• **REQUIREMENT**: What is needed is an exact transcription of every entry below.

• **DATA TO EXAMINE**:
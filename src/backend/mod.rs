pub mod bookmarks;
pub mod cache;
pub mod mangadex;
pub mod resume;
pub mod storage;
use ratatui::style::{Color, Modifier, Style};
use serde::Deserialize;

#[derive(Debug, Clone, Copy, PartialEq, Eq, Default, Deserialize)]
#[serde(rename_all = "lowercase")]
pub enum ThemeName {
    #[default]
    Dark,
    Light,
}

impl ThemeName {
    pub fn toggled(self) -> Self {
        match self {
            ThemeName::Dark => ThemeName::Light,
            ThemeName::Light => ThemeName::Dark,
        }
    }

    pub fn palette(self) -> Palette {
        match self {
            ThemeName::Dark => Palette {
                bg: Color::Reset,
                panel: Color::Reset,
                text: Color::White,
                muted: Color::DarkGray,
                accent: Color::Cyan,
                focus: Color::Yellow,
                error: Color::LightRed,
            },
            ThemeName::Light => Palette {
                bg: Color::White,
                panel: Color::Rgb(247, 247, 251),
                text: Color::Black,
                muted: Color::Rgb(107, 114, 128),
                accent: Color::Blue,
                focus: Color::Magenta,
                error: Color::Red,
            },
        }
    }
}

#[derive(Debug, Clone, Copy, PartialEq, Eq)]
pub struct Palette {
    pub bg: Color,
    pub panel: Color,
    pub text: Color,
    pub muted: Color,
    pub accent: Color,
    pub focus: Color,
    pub error: Color,
}

impl Palette {
    pub fn base(&self) -> Style {
        Style::default().fg(self.text).bg(self.bg)
    }

    pub fn panel(&self) -> Style {
        Style::default().fg(self.text).bg(self.panel)
    }

    pub fn muted(&self) -> Style {
        Style::default().fg(self.muted)
    }

    pub fn border(&self, focused: bool) -> Style {
        if focused {
            Style::default()
                .fg(self.focus)
                .add_modifier(Modifier::BOLD)
        } else {
            Style::default().fg(self.accent)
        }
    }

    pub fn title(&self) -> Style {
        Style::default().fg(self.text).add_modifier(Modifier::BOLD)
    }

    pub fn highlight(&self) -> Style {
        Style::default()
            .fg(self.focus)
            .add_modifier(Modifier::BOLD)
    }
}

• **EXPECTED ANSWER**:
filename src/backend/mod.rs
pub mod bookmarks;
pub mod cache;
pub mod mangadex;
pub mod resume;
pub mod storage;
use ratatui::style::{Color, Modifier, Style};
use serde::Deserialize;

#[derive(Debug, Clone, Copy, PartialEq, Eq, Default, Deserialize)]
#[serde(rename_all = "lowercase")]
pub enum ThemeName {
    #[default]
    Dark,
    Light,
}

impl ThemeName {
    pub fn toggled(self) -> Self {
        match self {
            ThemeName::Dark => ThemeName::Light,
            ThemeName::Light => ThemeName::Dark,
        }
    }

    pub fn palette(self) -> Palette {
        match self {
            ThemeName::Dark => Palette {
                bg: Color::Reset,
                panel: Color::Reset,
                text: Color::White,
                muted: Color::DarkGray,
                accent: Color::Cyan,
                focus: Color::Yellow,
                error: Color::LightRed,
            },
            ThemeName::Light => Palette {
                bg: Color::White,
                panel: Color::Rgb(247, 247, 251),
                text: Color::Black,
                muted: Color::Rgb(107, 114, 128),
                accent: Color::Blue,
                focus: Color::Magenta,
                error: Color::Red,
            },
        }
    }
}

#[derive(Debug, Clone, Copy, PartialEq, Eq)]
pub struct Palette {
    pub bg: Color,
    pub panel: Color,
    pub text: Color,
    pub muted: Color,
    pub accent: Color,
    pub focus: Color,
    pub error: Color,
}

impl Palette {
    pub fn base(&self) -> Style {
        Style::default().fg(self.text).bg(self.bg)
    }

    pub fn panel(&self) -> Style {
        Style::default().fg(self.text).bg(self.panel)
    }

    pub fn muted(&self) -> Style {
        Style::default().fg(self.muted)
    }

    pub fn border(&self, focused: bool) -> Style {
        if focused {
            Style::default()
                .fg(self.focus)
                .add_modifier(Modifier::BOLD)
        } else {
            Style::default().fg(self.accent)
        }
    }

    pub fn title(&self) -> Style {
        Style::default().fg(self.text).add_modifier(Modifier::BOLD)
    }

    pub fn highlight(&self) -> Style {
        Style::default()
            .fg(self.focus)
            .add_modifier(Modifier::BOLD)
    }
}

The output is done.